# [TASK DESCRIPTION]
Given the records that follow, return each one verbatim.

Data records:
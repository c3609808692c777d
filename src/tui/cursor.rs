//! Cursor movement constrained to the grid's cell centers.

use super::input::{Direction, Key};
use super::screen::Screen;
use crate::error::TerminalError;
use crate::games::tictactoe::geometry::{CELL_HEIGHT, CELL_WIDTH};
use crate::games::tictactoe::{Board, Position, ScreenPos};
use tracing::{debug, instrument};

/// What the player did with the cursor.
#[derive(Debug, Clone, Copy, PartialEq, Eq)]
pub enum Selection {
    /// Space was pressed with the cursor here.
    Confirm(ScreenPos),
    /// The player asked to leave.
    Quit,
}

/// Tracks the cursor and keeps it on a cell center.
#[derive(Debug, Clone)]
pub struct CursorController {
    pos: ScreenPos,
    min: ScreenPos,
    max: ScreenPos,
}

impl CursorController {
    /// Creates a cursor resting on the middle cell of `board`.
    pub fn new(board: &Board) -> Self {
        Self {
            pos: Position::Center.center(),
            min: board.min(),
            max: board.max(),
        }
    }

    /// Current cursor position.
    pub fn position(&self) -> ScreenPos {
        self.pos
    }

    /// Puts the cursor back on the middle cell.
    pub fn recenter(&mut self) {
        self.pos = Position::Center.center();
    }

    /// Moves one cell in `dir` if that stays on the grid.
    ///
    /// Returns whether the cursor moved.
    pub fn step(&mut self, dir: Direction) -> bool {
        let mut next = self.pos;
        let in_bounds = match dir {
            Direction::Left => {
                next.x -= CELL_WIDTH;
                next.x >= self.min.x
            }
            Direction::Right => {
                next.x += CELL_WIDTH;
                next.x < self.max.x
            }
            Direction::Up => {
                next.y -= CELL_HEIGHT;
                next.y >= self.min.y
            }
            Direction::Down => {
                next.y += CELL_HEIGHT;
                next.y < self.max.y
            }
        };
        if in_bounds {
            self.pos = next;
        } else {
            debug!(?dir, pos = %self.pos, "Cursor at grid edge");
        }
        in_bounds
    }

    /// Reads keys until the player confirms a cell or quits.
    ///
    /// Every committed step is echoed to the screen right away.
    #[instrument(skip_all, fields(start = %self.pos))]
    pub fn read_move<S: Screen>(&mut self, screen: &mut S) -> Result<Selection, TerminalError> {
        loop {
            match screen.next_key()? {
                Key::Quit => return Ok(Selection::Quit),
                Key::Confirm => return Ok(Selection::Confirm(self.pos)),
                Key::Move(dir) => {
                    if self.step(dir) {
                        screen.move_cursor(self.pos)?;
                    }
                }
                Key::Other => {}
            }
        }
    }
}

#[cfg(test)]
mod tests {
    use super::*;

    #[test]
    fn test_starts_on_center() {
        let cursor = CursorController::new(&Board::new());
        assert_eq!(cursor.position(), Position::Center.center());
    }

    #[test]
    fn test_left_stops_at_left_column() {
        let mut cursor = CursorController::new(&Board::new());
        assert!(cursor.step(Direction::Left));
        for _ in 0..5 {
            assert!(!cursor.step(Direction::Left));
        }
        assert_eq!(cursor.position(), Position::MiddleLeft.center());
    }

    #[test]
    fn test_each_edge_is_reachable_and_final() {
        let mut cursor = CursorController::new(&Board::new());
        assert!(cursor.step(Direction::Right));
        assert!(!cursor.step(Direction::Right));
        assert!(cursor.step(Direction::Down));
        assert!(!cursor.step(Direction::Down));
        assert_eq!(cursor.position(), Position::BottomRight.center());

        cursor.recenter();
        assert!(cursor.step(Direction::Up));
        assert!(!cursor.step(Direction::Up));
        assert_eq!(cursor.position(), Position::TopCenter.center());
    }

    #[test]
    fn test_blocked_axis_leaves_other_axis_alone() {
        let mut cursor = CursorController::new(&Board::new());
        cursor.step(Direction::Up);
        let before = cursor.position();
        cursor.step(Direction::Up);
        assert_eq!(cursor.position(), before);
    }
}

# [ANSWER TO THIS TASK]
repository c3609808692c777d
filename src/tui/cursor.rs
//! Cursor movement constrained to the grid's cell centers.

use super::input::{Direction, Key};
use super::screen::Screen;
use crate::error::TerminalError;
use crate::games::tictactoe::geometry::{CELL_HEIGHT, CELL_WIDTH};
use crate::games::tictactoe::{Board, Position, ScreenPos};
use tracing::{debug, instrument};

/// What the player did with the cursor.
#[derive(Debug, Clone, Copy, PartialEq, Eq)]
pub enum Selection {
    /// Space was pressed with the cursor here.
    Confirm(ScreenPos),
    /// The player asked to leave.
    Quit,
}

/// Tracks the cursor and keeps it on a cell center.
#[derive(Debug, Clone)]
pub struct CursorController {
    pos: ScreenPos,
    min: ScreenPos,
    max: ScreenPos,
}

impl CursorController {
    /// Creates a cursor resting on the middle cell of `board`.
    pub fn new(board: &Board) -> Self {
        Self {
            pos: Position::Center.center(),
            min: board.min(),
            max: board.max(),
        }
    }

    /// Current cursor position.
    pub fn position(&self) -> ScreenPos {
        self.pos
    }

    /// Puts the cursor back on the middle cell.
    pub fn recenter(&mut self) {
        self.pos = Position::Center.center();
    }

    /// Moves one cell in `dir` if that stays on the grid.
    ///
    /// Returns whether the cursor moved.
    pub fn step(&mut self, dir: Direction) -> bool {
        let mut next = self.pos;
        let in_bounds = match dir {
            Direction::Left => {
                next.x -= CELL_WIDTH;
                next.x >= self.min.x
            }
            Direction::Right => {
                next.x += CELL_WIDTH;
                next.x < self.max.x
            }
            Direction::Up => {
                next.y -= CELL_HEIGHT;
                next.y >= self.min.y
            }
            Direction::Down => {
                next.y += CELL_HEIGHT;
                next.y < self.max.y
            }
        };
        if in_bounds {
            self.pos = next;
        } else {
            debug!(?dir, pos = %self.pos, "Cursor at grid edge");
        }
        in_bounds
    }

    /// Reads keys until the player confirms a cell or quits.
    ///
    /// Every committed step is echoed to the screen right away.
    #[instrument(skip_all, fields(start = %self.pos))]
    pub fn read_move<S: Screen>(&mut self, screen: &mut S) -> Result<Selection, TerminalError> {
        loop {
            match screen.next_key()? {
                Key::Quit => return Ok(Selection::Quit),
                Key::Confirm => return Ok(Selection::Confirm(self.pos)),
                Key::Move(dir) => {
                    if self.step(dir) {
                        screen.move_cursor(self.pos)?;
                    }
                }
                Key::Other => {}
            }
        }
    }
}

#[cfg(test)]
mod tests {
    use super::*;

    #[test]
    fn test_starts_on_center() {
        let cursor = CursorController::new(&Board::new());
        assert_eq!(cursor.position(), Position::Center.center());
    }

    #[test]
    fn test_left_stops_at_left_column() {
        let mut cursor = CursorController::new(&Board::new());
        assert!(cursor.step(Direction::Left));
        for _ in 0..5 {
            assert!(!cursor.step(Direction::Left));
        }
        assert_eq!(cursor.position(), Position::MiddleLeft.center());
    }

    #[test]
    fn test_each_edge_is_reachable_and_final() {
        let mut cursor = CursorController::new(&Board::new());
        assert!(cursor.step(Direction::Right));
        assert!(!cursor.step(Direction::Right));
        assert!(cursor.step(Direction::Down));
        assert!(!cursor.step(Direction::Down));
        assert_eq!(cursor.position(), Position::BottomRight.center());

        cursor.recenter();
        assert!(cursor.step(Direction::Up));
        assert!(!cursor.step(Direction::Up));
        assert_eq!(cursor.position(), Position::TopCenter.center());
    }

    #[test]
    fn test_blocked_axis_leaves_other_axis_alone() {
        let mut cursor = CursorController::new(&Board::new());
        cursor.step(Direction::Up);
        let before = cursor.position();
        cursor.step(Direction::Up);
        assert_eq!(cursor.position(), before);
    }
}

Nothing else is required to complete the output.